Las equivalencias y asociaciones poéticas del surrealismo están tomadas del sueño o son sueños fingidos. El sueño es el verdadero género literario de los surrealistas, no sólo porque escribían sus sueños, sino -lo que es más importante y verdadero- porque se inventan sueños escribiendo, escriben con técnicas de sueño, imitan a la perfección la sintaxis de lo onírico. De ahí les viene a Aragón, a Éluard, a todos ellos, una mayor libertad asociativa. Ramón, por el contrario, es el primitivo que traza sus imágenes bajo la luz del mediodía, como signos del vivir. Sus asociaciones son asociaciones de la luz, no de la sombra. Mantiene siempre una última coherencia, una lógica plástica, una explicación hipotética, en el fondo de todo lo que dice. No llega jamás al absurdo y por eso ya no es rigurosamente contemporáneo.

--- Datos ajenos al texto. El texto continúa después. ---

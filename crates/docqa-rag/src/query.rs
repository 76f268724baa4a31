//! Question answering over the index: embed, retrieve, prompt, generate.

use std::sync::Arc;

use docqa_core::config::RetrievalConfig;
use docqa_core::error::{Error, Result};
use docqa_core::traits::{Embedder, Generator};
use docqa_core::types::{Answer, OutputFormat, RetrievedChunk};
use docqa_core::NO_CONTEXT_ANSWER;
use docqa_vector::VectorIndex;

use crate::prompt::build_prompt;

pub struct QueryEngine {
    embedder: Arc<dyn Embedder>,
    index: Arc<VectorIndex>,
    generator: Arc<dyn Generator>,
    retrieval: RetrievalConfig,
}

impl QueryEngine {
    pub fn new(
        embedder: Arc<dyn Embedder>,
        index: Arc<VectorIndex>,
        generator: Arc<dyn Generator>,
        retrieval: RetrievalConfig,
    ) -> Result<Self> {
        if embedder.dim() != index.dim() {
            return Err(Error::InvalidConfig(format!(
                "embedder '{}' produces {} dims but the index stores {}",
                embedder.model_id(),
                embedder.dim(),
                index.dim()
            )));
        }
        Ok(Self { embedder, index, generator, retrieval })
    }

    /// Hits for `question` at or above the relevance floor, best first.
    pub async fn retrieve(&self, question: &str, top_k: Option<usize>) -> Result<Vec<RetrievedChunk>> {
        let question = question.trim();
        if question.is_empty() {
            return Err(Error::InvalidQuery("query must not be empty".into()));
        }
        let k = top_k.unwrap_or(self.retrieval.top_k);
        let vector = self.embedder.embed(question).map_err(|e| match e {
            Error::ModelUnavailable(_) => e,
            other => Error::model(other),
        })?;
        let mut hits = self.index.search(&vector, k).await?;
        if let Some(floor) = self.retrieval.min_score {
            hits.retain(|h| h.score >= floor);
        }
        tracing::debug!(k, hits = hits.len(), "retrieved context");
        Ok(hits)
    }

    pub async fn answer(&self, question: &str, top_k: Option<usize>) -> Result<Answer> {
        let hits = self.retrieve(question, top_k).await?;
        if hits.is_empty() {
            tracing::info!("no relevant context, returning fallback answer");
            return Ok(Answer { answer: NO_CONTEXT_ANSWER.to_string(), context: Vec::new(), num_sources: 0 });
        }

        let prompt = build_prompt(question.trim(), &hits);
        let answer = self.generator.generate(&prompt, OutputFormat::PlainText).await.map_err(|e| match e {
            Error::GenerationFailed(_) => e,
            other => Error::generation(other),
        })?;
        tracing::info!(sources = hits.len(), "answer generated");
        Ok(Answer {
            answer,
            num_sources: hits.len(),
            context: hits.into_iter().map(|h| h.text).collect(),
        })
    }
}
use arrow_schema::{DataType, Field, Schema, TimeUnit};
use std::sync::Arc;

pub fn vector_field(dim: i32) -> Field {
    Field::new("vector", DataType::FixedSizeList(Arc::new(Field::new("item", DataType::Float32, true)), dim), false)
}

pub fn build_chunks_schema(dim: i32) -> Arc<Schema> {
    Arc::new(Schema::new(vec![
        Field::new("id", DataType::Utf8, false),
        Field::new("document", DataType::Utf8, false),
        Field::new("chunk_index", DataType::Int32, false),
        Field::new("text", DataType::Utf8, false),
        Field::new("content_hash", DataType::Utf8, false),
        vector_field(dim),
    ]))
}

pub fn build_cache_schema(dim: i32) -> Arc<Schema> {
    Arc::new(Schema::new(vec![
        Field::new("content_hash", DataType::Utf8, false),
        Field::new("embedder_id", DataType::Utf8, false),
        Field::new("created_at", DataType::Timestamp(TimeUnit::Millisecond, None), false),
        vector_field(dim),
    ]))
}

/// Dimension of the `vector` column, if the schema has one.
pub fn vector_dim(schema: &Schema) -> Option<i32> {
    match schema.field_with_name("vector").ok()?.data_type() {
        DataType::FixedSizeList(_, dim) => Some(*dim),
        _ => None,
    }
}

Hay siempre una última correlación lógica entre dos cosas dispares, emparentadas poéticamente. Esa correlación, ese eslabón último es lo que tratan de romper los surrealistas, falseando a veces su juego, volviéndolo del revés, pues no se trata ya de capturar el azar, sino de imponerlo o prefabricado. Ramón no se atrevió a jugar ese juego último, no quiso, no supo o no pudo. Para él, el mundo seguía siendo redondo. O sea seguía estando intercomunicado. Los vasos comunicantes de Aragón son en él mucho más explícitos. Después del surrealismo vendría el absurdo puro, con Beckett, pero hoy vemos y sabemos, con la perspectiva imprescindible, que el hombre está condenado a la coherencia, aunque haya roto en buena hora con el viejo realismo coherente. Ramón, sencillamente, supo mantenerse en los límites justos, en el borde mismo del no-decir, y todavía quiso decir lo indecible. Después vendrían los amanuenses del silencio.